Michael Hirsh has a question: where is Joseph Stiglitz? Well, he's in Brazil or something, but where is he in the Obama administration? The liberal Nobel-winning economist, who will be forever in our hearts for the animosity between him and Larry Summers, was right about basically everything, of course, and the Obama administration hasn't even called him, going with Tim Geithner and Summers instead. Now all the whiny liberals are whining about how there are no liberals in the Obama cabinet!
Frank Rich is a bit curious, wondering why Obama hasn't tapped Stiglitz or Nouriel Roubini. Also, Rich points out that while Rubin, Summers, and Geithner were all caught off-guard by the collapse of the financial sector, a dead blogger predicted it all in 2006. (She wasn't dead, at the time.)
Instead, we get the old "best and the brightest"—the universally respected "serious-minded" establishment types will bring order and good thinking to the crisis, and then they'll get us stuck in Vietnam again.
But there is also the old myth that liberalism should be experimented with only in flush, peaceful times, and not so much when anything in the world is wrong. As self-identified liberal strategist Steve Hildebrand writes at HuffPo:
As a liberal member of our Party, I hope and expect our new president to address those issues that will benefit the vast majority of Americans first and foremost. That's his job. Over time, there will be many, many issues that come before him. But first let's get our economy moving, bring our troops home safely, fix health care, end climate change and restore our place in the world. What a great president Barack Obama will be if he can work with Congress and the American people to make great strides in these very difficult times.
See? Once the recession, the war, global warming, and the health care crisis are all taken care of, Obama will hire some liberals to do some liberal things. Because lord knows there's no way any liberals could do anything about health care.
While liberals are annoying and quite easily ignored without electoral consequences (they're so terrified of the last time they became disenchanted with the Democratics that they won't vote for a third party for at least a generation), there's no denying they have been largely correct about many things, over these past few years.

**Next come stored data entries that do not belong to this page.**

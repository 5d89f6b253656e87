//! CLI argument parsing for the deck pipeline.
//!
//! The CLI stays thin: it selects a task pairing and paths, then hands off
//! to the acquisition or encoding stage.

use clap::{Parser, Subcommand};
use std::path::PathBuf;

use crate::tasks::Task;

/// Default dictionary endpoint for the web source.
pub const DEFAULT_BASE_URL: &str = "https://en.openrussian.org/ru";

/// Default completion endpoint for the generation source.
pub const DEFAULT_COMPLETIONS_URL: &str = "https://api.openai.com/v1/completions";

#[derive(Parser, Debug)]
#[command(
    name = "deckforge",
    version,
    about = "Acquire vocabulary entries and package them as study decks",
    after_help = "Examples:\n  deckforge acquire --task web --index-file indexes/ru.txt --save-path out\n  deckforge acquire --task generation --index-file indexes/ru.txt --save-path out \\\n      --api-key keys/openai --prompt prompts/en2ru.txt\n  deckforge encode --task web --index-file indexes/ru.txt --metadata-path out/metadata \\\n      --media-path out/media --save-path out --deck-id 1001 --deck-name ru-deck\n  deckforge encode --task web --index-file indexes/ru.txt --metadata-path out/metadata \\\n      --media-path out/media --save-path out --deck-id 1001 --deck-name ru-deck --check-only",
    subcommand_required = true,
    arg_required_else_help = true
)]
pub struct RootArgs {
    #[command(subcommand)]
    pub command: Command,
}

#[derive(Subcommand, Debug)]
pub enum Command {
    /// Fetch raw entries for each identifier and persist them
    Acquire(AcquireArgs),
    /// Encode persisted entries into a packaged deck, or check store health
    Encode(EncodeArgs),
}

#[derive(Parser, Debug)]
#[command(about = "Fetch and persist raw entries for a list of identifiers")]
pub struct AcquireArgs {
    /// Source/template pairing to run
    #[arg(long, value_enum)]
    pub task: Task,

    /// Tab-separated index file (identifier, optional rank)
    #[arg(long, value_name = "FILE")]
    pub index_file: PathBuf,

    /// Directory receiving the metadata/ and media/ stores
    #[arg(long, value_name = "DIR")]
    pub save_path: PathBuf,

    /// Worker pool size
    #[arg(long, default_value_t = 4)]
    pub concurrency: usize,

    /// Re-fetch identifiers that already have a record
    #[arg(long)]
    pub overwrite: bool,

    /// Per-identifier retry budget
    #[arg(long, default_value_t = 5)]
    pub max_retries: usize,

    /// Drop entries ranked at or beyond this cutoff
    #[arg(long, value_name = "RANK")]
    pub max_rank: Option<u32>,

    /// Treat the rank cutoff as inclusive (keep rank == max-rank)
    #[arg(long, requires = "max_rank")]
    pub rank_inclusive: bool,

    /// Dictionary base URL for the web task
    #[arg(long, value_name = "URL", default_value = DEFAULT_BASE_URL)]
    pub base_url: String,

    /// Seconds to wait when a challenge page is detected
    #[arg(long, value_name = "SECS", default_value_t = 60)]
    pub challenge_wait: u64,

    /// Completion endpoint for the generation task
    #[arg(long, value_name = "URL", default_value = DEFAULT_COMPLETIONS_URL)]
    pub completions_url: String,

    /// Backend credential: literal or path to a key file (generation task)
    #[arg(long, value_name = "KEY")]
    pub api_key: Option<String>,

    /// Completion model name (generation task)
    #[arg(long, value_name = "MODEL", default_value = "gpt-3.5-turbo-instruct")]
    pub model: String,

    /// Prompt prefix: literal or path to a prompt file (generation task)
    #[arg(long, value_name = "PROMPT")]
    pub prompt: Option<String>,

    /// Task articulation appended to the prompt (generation task)
    #[arg(long, value_name = "TEXT", default_value = "Define the following word")]
    pub articulation: String,
}

#[derive(Parser, Debug)]
#[command(about = "Encode persisted entries into a packaged deck")]
pub struct EncodeArgs {
    /// Source/template pairing to run
    #[arg(long, value_enum)]
    pub task: Task,

    /// Tab-separated index file (identifier, optional rank)
    #[arg(long, value_name = "FILE")]
    pub index_file: PathBuf,

    /// Metadata store directory
    #[arg(long, value_name = "DIR")]
    pub metadata_path: PathBuf,

    /// Media store directory
    #[arg(long, value_name = "DIR")]
    pub media_path: PathBuf,

    /// Directory receiving the packaged deck or check reports
    #[arg(long, value_name = "DIR", default_value = "outputs")]
    pub save_path: PathBuf,

    /// Deck identifier baked into the artifact name
    #[arg(long, value_name = "ID")]
    pub deck_id: i64,

    /// Deck name baked into the artifact name
    #[arg(long, value_name = "NAME")]
    pub deck_name: String,

    /// Only report identifiers missing from the stores; no packaging
    #[arg(long)]
    pub check_only: bool,

    /// Directory holding per-task presentation resources
    #[arg(long, value_name = "DIR", default_value = "formats")]
    pub formats_dir: PathBuf,
}
//! Acquisition stage: fetch raw entries concurrently and persist them.
//!
//! Each identifier is an independent unit of work writing its own record
//! file, so workers share nothing beyond the dispatch queue and a progress
//! counter. Completed records double as resume markers for later runs.

use anyhow::Result;
use std::collections::VecDeque;
use std::sync::atomic::{AtomicUsize, Ordering};
use std::sync::Mutex;
use std::thread;

use crate::index::IndexEntry;
use crate::source::ContentSource;
use crate::store::{self, StorePaths};

/// End-of-run accounting for one acquisition batch.
#[derive(Debug, Default, PartialEq, Eq)]
pub struct AcquireSummary {
    pub written: usize,
    pub failed: usize,
    pub skipped: usize,
}

/// Acquisition settings beyond the source itself.
pub struct AcquireOptions {
    pub concurrency: usize,
    pub overwrite: bool,
}

impl Default for AcquireOptions {
    fn default() -> Self {
        Self {
            concurrency: 4,
            overwrite: false,
        }
    }
}

/// Fetch and persist records for every pending identifier.
///
/// A single identifier's failure never aborts the batch; a partial run
/// leaves exactly the resumable state a subsequent run picks up.
pub fn run<S: ContentSource + ?Sized>(
    source: &S,
    paths: &StorePaths,
    entries: &[IndexEntry],
    options: &AcquireOptions,
) -> Result<AcquireSummary> {
    paths.ensure()?;

    let mut pending = Vec::new();
    let mut skipped = 0usize;
    for entry in entries {
        if !options.overwrite && paths.has_record(&entry.identifier) {
            skipped += 1;
        } else {
            pending.push(entry.identifier.clone());
        }
    }
    let total = pending.len();
    tracing::info!(
        pending = total,
        skipped,
        concurrency = options.concurrency,
        "starting acquisition"
    );

    let queue = Mutex::new(VecDeque::from(pending));
    let done = AtomicUsize::new(0);
    let written = AtomicUsize::new(0);
    let failed = AtomicUsize::new(0);
    let workers = options.concurrency.max(1);

    thread::scope(|scope| {
        for _ in 0..workers {
            scope.spawn(|| loop {
                let identifier = {
                    let mut queue = queue.lock().expect("acquisition queue poisoned");
                    queue.pop_front()
                };
                let Some(identifier) = identifier else {
                    break;
                };
                match source.fetch(&identifier) {
                    Ok(segments) => match store::write_record(paths, &identifier, &segments) {
                        Ok(()) => {
                            written.fetch_add(1, Ordering::Relaxed);
                        }
                        Err(err) => {
                            failed.fetch_add(1, Ordering::Relaxed);
                            tracing::error!(%identifier, error = %err, "record write failed");
                        }
                    },
                    Err(err) => {
                        failed.fetch_add(1, Ordering::Relaxed);
                        tracing::error!(
                            %identifier,
                            attempts = err.attempts,
                            error = %err.last_error,
                            "fetch failed, skipping"
                        );
                    }
                }
                let completed = done.fetch_add(1, Ordering::Relaxed) + 1;
                tracing::info!(completed, total, %identifier, "progress");
            });
        }
    });

    let summary = AcquireSummary {
        written: written.load(Ordering::Relaxed),
        failed: failed.load(Ordering::Relaxed),
        skipped,
    };
    tracing::info!(
        written = summary.written,
        failed = summary.failed,
        skipped = summary.skipped,
        "acquisition finished"
    );
    Ok(summary)
}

What has the left wing even more up in arms is the fact that these crises have turned the old liberal-sabotaging moderates into flaming gay-marrying Marxists. The Rubinites running the economy once again are now all suddenly going to partially nationalize banks and spend a fortune on infrastructure while not caring about running up the deficit. Meanwhile the people who predicted the crises these grownups helped create, the people who are also the authors of the ideas now being partially implemented to solve it, are ignored.
(But: Ezra Klein, who is smarter than us, calls Hildebrand's post an attempt to reframe health care and climate change as "moderate" issues and thus make liberal solutions to them palatable as mainstream solutions. Though to do this you need actual liberals running things still, don't you? Well, there's Tom Daschle for the health care thing BUT STILL.)